**Work order**
Transcribe every record exactly as it appears.

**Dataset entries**
****************************************
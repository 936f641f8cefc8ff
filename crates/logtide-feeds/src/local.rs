//! Local application source.
//!
//! The `app` source is fed in-process: a handful of representative entries
//! at startup, then whatever the application reports through
//! [`add_application_log`].

use chrono::{DateTime, Duration, Utc};
use logtide_core::registry::APP_SOURCE;
use logtide_core::{LogEntry, LogLevel, LogPipeline};
use serde_json::{json, Value};
use std::sync::Arc;

pub const REFRESH_MESSAGE: &str = "Logs refreshed manually";

/// The startup entries, spread over the five minutes before `now`.
pub fn seed_entries(now: DateTime<Utc>, sources_available: usize) -> Vec<LogEntry> {
    let entry = |minutes_ago: i64, level, message: &str| {
        LogEntry::new(APP_SOURCE, level, message).at(now - Duration::minutes(minutes_ago))
    };
    vec![
        entry(5, LogLevel::Info, "Application started successfully")
            .with_field("version", env!("CARGO_PKG_VERSION"))
            .with_field("pid", std::process::id()),
        entry(4, LogLevel::Debug, "Loading configuration from config.toml").with_field("config_file", "config.toml"),
        entry(3, LogLevel::Warn, "Deprecated API endpoint used")
            .with_field("endpoint", "/old-api")
            .with_field("replacement", "/new-api"),
        entry(2, LogLevel::Error, "Database connection failed")
            .with_field("error", "connection timeout")
            .with_field("retry_count", 3),
        entry(1, LogLevel::Info, "Database connection re-established").with_field("connection_time", "150ms"),
        entry(0, LogLevel::Info, "Logs view initialized").with_field("sources_available", sources_available),
    ]
}

pub fn seed(pipeline: &LogPipeline, sources_available: usize) {
    for entry in seed_entries(Utc::now(), sources_available) {
        pipeline.ingest(APP_SOURCE, entry);
    }
}

/// Append a synthetic entry to the application source.
pub fn add_application_log<I>(pipeline: &LogPipeline, level: LogLevel, message: &str, fields: I) -> Arc<LogEntry>
where
    I: IntoIterator<Item = (String, Value)>,
{
    let mut entry = LogEntry::new(APP_SOURCE, level, message);
    entry.fields.extend(fields);
    pipeline.ingest(APP_SOURCE, entry)
}

/// Record a manual refresh of the application source.
pub fn refresh(pipeline: &LogPipeline) -> Arc<LogEntry> {
    add_application_log(
        pipeline,
        LogLevel::Info,
        REFRESH_MESSAGE,
        [("action".to_string(), json!("refresh"))],
    )
}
****************************************
**Your response**
repository 936f641f8cefc8ff
filename crates/logtide-feeds/src/local.rs
//! Local application source.
//!
//! The `app` source is fed in-process: a handful of representative entries
//! at startup, then whatever the application reports through
//! [`add_application_log`].

use chrono::{DateTime, Duration, Utc};
use logtide_core::registry::APP_SOURCE;
use logtide_core::{LogEntry, LogLevel, LogPipeline};
use serde_json::{json, Value};
use std::sync::Arc;

pub const REFRESH_MESSAGE: &str = "Logs refreshed manually";

/// The startup entries, spread over the five minutes before `now`.
pub fn seed_entries(now: DateTime<Utc>, sources_available: usize) -> Vec<LogEntry> {
    let entry = |minutes_ago: i64, level, message: &str| {
        LogEntry::new(APP_SOURCE, level, message).at(now - Duration::minutes(minutes_ago))
    };
    vec![
        entry(5, LogLevel::Info, "Application started successfully")
            .with_field("version", env!("CARGO_PKG_VERSION"))
            .with_field("pid", std::process::id()),
        entry(4, LogLevel::Debug, "Loading configuration from config.toml").with_field("config_file", "config.toml"),
        entry(3, LogLevel::Warn, "Deprecated API endpoint used")
            .with_field("endpoint", "/old-api")
            .with_field("replacement", "/new-api"),
        entry(2, LogLevel::Error, "Database connection failed")
            .with_field("error", "connection timeout")
            .with_field("retry_count", 3),
        entry(1, LogLevel::Info, "Database connection re-established").with_field("connection_time", "150ms"),
        entry(0, LogLevel::Info, "Logs view initialized").with_field("sources_available", sources_available),
    ]
}

pub fn seed(pipeline: &LogPipeline, sources_available: usize) {
    for entry in seed_entries(Utc::now(), sources_available) {
        pipeline.ingest(APP_SOURCE, entry);
    }
}

/// Append a synthetic entry to the application source.
pub fn add_application_log<I>(pipeline: &LogPipeline, level: LogLevel, message: &str, fields: I) -> Arc<LogEntry>
where
    I: IntoIterator<Item = (String, Value)>,
{
    let mut entry = LogEntry::new(APP_SOURCE, level, message);
    entry.fields.extend(fields);
    pipeline.ingest(APP_SOURCE, entry)
}

/// Record a manual refresh of the application source.
pub fn refresh(pipeline: &LogPipeline) -> Arc<LogEntry> {
    add_application_log(
        pipeline,
        LogLevel::Info,
        REFRESH_MESSAGE,
        [("action".to_string(), json!("refresh"))],
    )
}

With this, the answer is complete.